# REQUIRED WORK:
Filter the records, keeping every line that has the string "DatabaseManager".

*** WORKING DATA ***

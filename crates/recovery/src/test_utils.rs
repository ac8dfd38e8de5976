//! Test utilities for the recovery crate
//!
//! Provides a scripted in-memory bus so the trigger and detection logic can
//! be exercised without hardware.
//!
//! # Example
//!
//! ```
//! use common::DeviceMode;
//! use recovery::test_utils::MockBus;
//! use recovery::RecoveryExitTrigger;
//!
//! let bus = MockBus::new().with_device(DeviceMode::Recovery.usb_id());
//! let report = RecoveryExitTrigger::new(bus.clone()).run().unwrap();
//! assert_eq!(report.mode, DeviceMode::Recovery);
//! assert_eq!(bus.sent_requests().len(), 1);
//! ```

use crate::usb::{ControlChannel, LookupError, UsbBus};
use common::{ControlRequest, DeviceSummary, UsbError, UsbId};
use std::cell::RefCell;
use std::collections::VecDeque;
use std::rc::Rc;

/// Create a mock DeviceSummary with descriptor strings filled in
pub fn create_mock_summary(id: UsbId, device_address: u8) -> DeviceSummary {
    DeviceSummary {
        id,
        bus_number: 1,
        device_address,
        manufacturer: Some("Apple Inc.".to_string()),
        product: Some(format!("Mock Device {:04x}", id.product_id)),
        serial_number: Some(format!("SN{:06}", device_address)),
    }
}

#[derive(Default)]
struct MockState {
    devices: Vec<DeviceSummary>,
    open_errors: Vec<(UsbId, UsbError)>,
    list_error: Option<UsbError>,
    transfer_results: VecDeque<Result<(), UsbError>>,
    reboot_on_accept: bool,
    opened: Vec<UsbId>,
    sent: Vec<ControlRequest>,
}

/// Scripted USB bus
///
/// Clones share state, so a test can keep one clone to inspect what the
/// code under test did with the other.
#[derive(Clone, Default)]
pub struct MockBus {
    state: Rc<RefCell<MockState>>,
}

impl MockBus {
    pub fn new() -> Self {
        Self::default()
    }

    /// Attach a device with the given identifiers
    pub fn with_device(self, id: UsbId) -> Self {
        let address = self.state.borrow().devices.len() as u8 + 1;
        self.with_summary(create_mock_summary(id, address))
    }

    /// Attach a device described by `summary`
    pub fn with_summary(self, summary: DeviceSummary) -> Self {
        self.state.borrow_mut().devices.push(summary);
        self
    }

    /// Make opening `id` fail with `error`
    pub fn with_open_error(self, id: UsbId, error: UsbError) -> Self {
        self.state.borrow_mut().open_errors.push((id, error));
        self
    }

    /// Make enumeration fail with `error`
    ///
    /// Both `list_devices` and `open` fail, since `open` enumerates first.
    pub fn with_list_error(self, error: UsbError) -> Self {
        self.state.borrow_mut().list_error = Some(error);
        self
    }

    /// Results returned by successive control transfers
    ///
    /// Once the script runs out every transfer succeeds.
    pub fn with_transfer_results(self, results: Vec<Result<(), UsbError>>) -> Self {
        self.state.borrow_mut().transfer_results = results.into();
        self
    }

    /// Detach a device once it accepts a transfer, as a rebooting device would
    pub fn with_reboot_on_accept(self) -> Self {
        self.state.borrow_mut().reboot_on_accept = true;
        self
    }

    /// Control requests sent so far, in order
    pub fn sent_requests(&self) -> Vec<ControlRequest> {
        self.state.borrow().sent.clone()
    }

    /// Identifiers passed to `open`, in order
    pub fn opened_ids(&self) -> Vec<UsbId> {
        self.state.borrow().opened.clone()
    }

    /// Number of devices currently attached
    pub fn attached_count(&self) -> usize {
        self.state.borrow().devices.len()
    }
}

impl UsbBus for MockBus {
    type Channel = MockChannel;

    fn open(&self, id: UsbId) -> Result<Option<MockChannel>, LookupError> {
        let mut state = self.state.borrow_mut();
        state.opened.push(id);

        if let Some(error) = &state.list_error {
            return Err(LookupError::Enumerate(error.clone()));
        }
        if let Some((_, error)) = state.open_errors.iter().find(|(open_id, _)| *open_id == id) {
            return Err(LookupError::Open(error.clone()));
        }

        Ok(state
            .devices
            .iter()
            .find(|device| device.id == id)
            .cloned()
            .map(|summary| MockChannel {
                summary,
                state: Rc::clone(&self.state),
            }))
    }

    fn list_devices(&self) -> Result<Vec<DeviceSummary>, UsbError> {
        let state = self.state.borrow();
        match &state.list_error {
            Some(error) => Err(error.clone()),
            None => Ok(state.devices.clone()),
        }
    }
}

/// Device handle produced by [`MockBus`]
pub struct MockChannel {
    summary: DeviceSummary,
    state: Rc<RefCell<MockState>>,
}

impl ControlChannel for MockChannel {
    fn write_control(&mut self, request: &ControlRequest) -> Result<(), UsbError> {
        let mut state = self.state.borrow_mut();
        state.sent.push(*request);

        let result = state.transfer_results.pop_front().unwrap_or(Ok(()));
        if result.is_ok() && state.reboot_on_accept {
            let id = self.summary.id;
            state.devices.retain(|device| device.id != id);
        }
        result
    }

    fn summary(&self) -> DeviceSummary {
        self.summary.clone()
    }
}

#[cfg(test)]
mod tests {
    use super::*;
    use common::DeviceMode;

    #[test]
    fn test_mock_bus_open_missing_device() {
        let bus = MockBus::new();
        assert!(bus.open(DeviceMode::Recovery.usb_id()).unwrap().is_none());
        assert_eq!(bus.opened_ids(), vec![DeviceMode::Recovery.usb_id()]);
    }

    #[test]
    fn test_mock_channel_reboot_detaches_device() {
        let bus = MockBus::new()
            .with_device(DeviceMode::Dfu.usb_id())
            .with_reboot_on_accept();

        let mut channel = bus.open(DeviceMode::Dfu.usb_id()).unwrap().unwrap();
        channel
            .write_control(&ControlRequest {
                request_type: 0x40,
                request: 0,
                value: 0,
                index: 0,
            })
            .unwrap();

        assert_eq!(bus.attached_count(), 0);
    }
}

***
*** WORKING DATA ***

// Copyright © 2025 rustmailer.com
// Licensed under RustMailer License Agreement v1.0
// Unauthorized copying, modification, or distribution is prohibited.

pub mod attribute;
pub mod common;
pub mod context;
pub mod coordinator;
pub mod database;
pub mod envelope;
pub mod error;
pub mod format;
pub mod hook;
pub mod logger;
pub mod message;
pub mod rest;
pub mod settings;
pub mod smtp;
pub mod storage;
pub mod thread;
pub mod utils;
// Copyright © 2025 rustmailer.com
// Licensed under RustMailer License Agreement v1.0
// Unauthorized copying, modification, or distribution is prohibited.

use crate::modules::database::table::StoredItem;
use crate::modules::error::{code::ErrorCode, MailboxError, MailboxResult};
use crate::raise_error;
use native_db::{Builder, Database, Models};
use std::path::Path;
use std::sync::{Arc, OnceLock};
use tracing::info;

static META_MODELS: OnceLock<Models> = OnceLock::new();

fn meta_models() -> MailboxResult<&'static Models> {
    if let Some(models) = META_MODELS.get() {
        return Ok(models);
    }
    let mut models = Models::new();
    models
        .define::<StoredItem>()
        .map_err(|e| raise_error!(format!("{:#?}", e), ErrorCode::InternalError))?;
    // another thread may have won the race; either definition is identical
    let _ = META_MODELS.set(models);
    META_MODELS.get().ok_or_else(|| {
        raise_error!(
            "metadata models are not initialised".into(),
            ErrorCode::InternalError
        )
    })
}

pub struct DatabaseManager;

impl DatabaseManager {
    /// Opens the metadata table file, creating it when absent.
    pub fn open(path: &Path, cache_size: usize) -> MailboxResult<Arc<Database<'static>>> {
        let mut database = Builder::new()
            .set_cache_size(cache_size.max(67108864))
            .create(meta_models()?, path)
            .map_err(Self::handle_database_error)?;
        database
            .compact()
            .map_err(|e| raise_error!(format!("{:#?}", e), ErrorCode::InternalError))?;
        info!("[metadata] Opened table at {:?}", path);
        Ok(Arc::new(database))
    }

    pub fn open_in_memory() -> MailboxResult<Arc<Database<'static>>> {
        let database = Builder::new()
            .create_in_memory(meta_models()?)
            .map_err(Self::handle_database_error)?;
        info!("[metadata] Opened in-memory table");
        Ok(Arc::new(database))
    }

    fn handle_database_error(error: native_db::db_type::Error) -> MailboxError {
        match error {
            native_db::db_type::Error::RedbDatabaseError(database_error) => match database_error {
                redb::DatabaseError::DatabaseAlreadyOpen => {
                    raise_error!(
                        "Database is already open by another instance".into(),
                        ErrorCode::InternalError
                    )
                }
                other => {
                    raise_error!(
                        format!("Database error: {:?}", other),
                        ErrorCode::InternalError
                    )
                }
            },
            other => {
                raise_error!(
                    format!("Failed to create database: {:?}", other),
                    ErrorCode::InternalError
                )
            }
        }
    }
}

***
*** WORKING DATA ***

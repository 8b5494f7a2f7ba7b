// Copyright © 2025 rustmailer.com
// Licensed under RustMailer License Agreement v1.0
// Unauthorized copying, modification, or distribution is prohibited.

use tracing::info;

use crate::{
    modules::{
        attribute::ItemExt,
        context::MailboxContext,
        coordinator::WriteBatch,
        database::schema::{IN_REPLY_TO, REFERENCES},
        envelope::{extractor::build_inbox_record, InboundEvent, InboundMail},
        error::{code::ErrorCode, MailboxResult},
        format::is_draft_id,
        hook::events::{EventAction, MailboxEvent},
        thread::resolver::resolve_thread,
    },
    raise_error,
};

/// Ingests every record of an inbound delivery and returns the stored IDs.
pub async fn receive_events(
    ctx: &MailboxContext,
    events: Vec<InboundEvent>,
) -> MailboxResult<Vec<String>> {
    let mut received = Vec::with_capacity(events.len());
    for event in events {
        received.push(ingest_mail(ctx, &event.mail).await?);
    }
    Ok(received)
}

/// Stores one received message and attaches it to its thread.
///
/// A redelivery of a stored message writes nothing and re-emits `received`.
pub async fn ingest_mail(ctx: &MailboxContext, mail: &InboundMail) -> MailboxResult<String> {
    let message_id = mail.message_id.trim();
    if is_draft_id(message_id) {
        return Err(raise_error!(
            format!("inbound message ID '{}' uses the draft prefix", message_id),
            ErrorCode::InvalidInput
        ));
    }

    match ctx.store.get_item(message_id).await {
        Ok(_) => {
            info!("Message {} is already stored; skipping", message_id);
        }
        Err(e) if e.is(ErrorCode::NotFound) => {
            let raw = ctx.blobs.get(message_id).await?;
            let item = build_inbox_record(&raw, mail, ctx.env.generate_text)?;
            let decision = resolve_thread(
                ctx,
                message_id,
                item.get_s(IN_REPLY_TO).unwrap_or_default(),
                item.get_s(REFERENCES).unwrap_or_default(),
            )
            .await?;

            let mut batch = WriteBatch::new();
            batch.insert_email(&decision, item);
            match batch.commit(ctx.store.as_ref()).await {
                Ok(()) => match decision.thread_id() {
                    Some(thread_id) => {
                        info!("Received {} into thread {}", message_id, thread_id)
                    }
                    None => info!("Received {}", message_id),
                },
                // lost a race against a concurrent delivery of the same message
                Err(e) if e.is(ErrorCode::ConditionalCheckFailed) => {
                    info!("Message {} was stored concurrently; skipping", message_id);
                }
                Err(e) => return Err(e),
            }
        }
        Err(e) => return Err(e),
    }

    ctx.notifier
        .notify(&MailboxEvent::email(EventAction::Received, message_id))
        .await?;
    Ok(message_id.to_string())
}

***

# EXERCISE RESPONSE:
pub struct DatabaseManager;
impl DatabaseManager {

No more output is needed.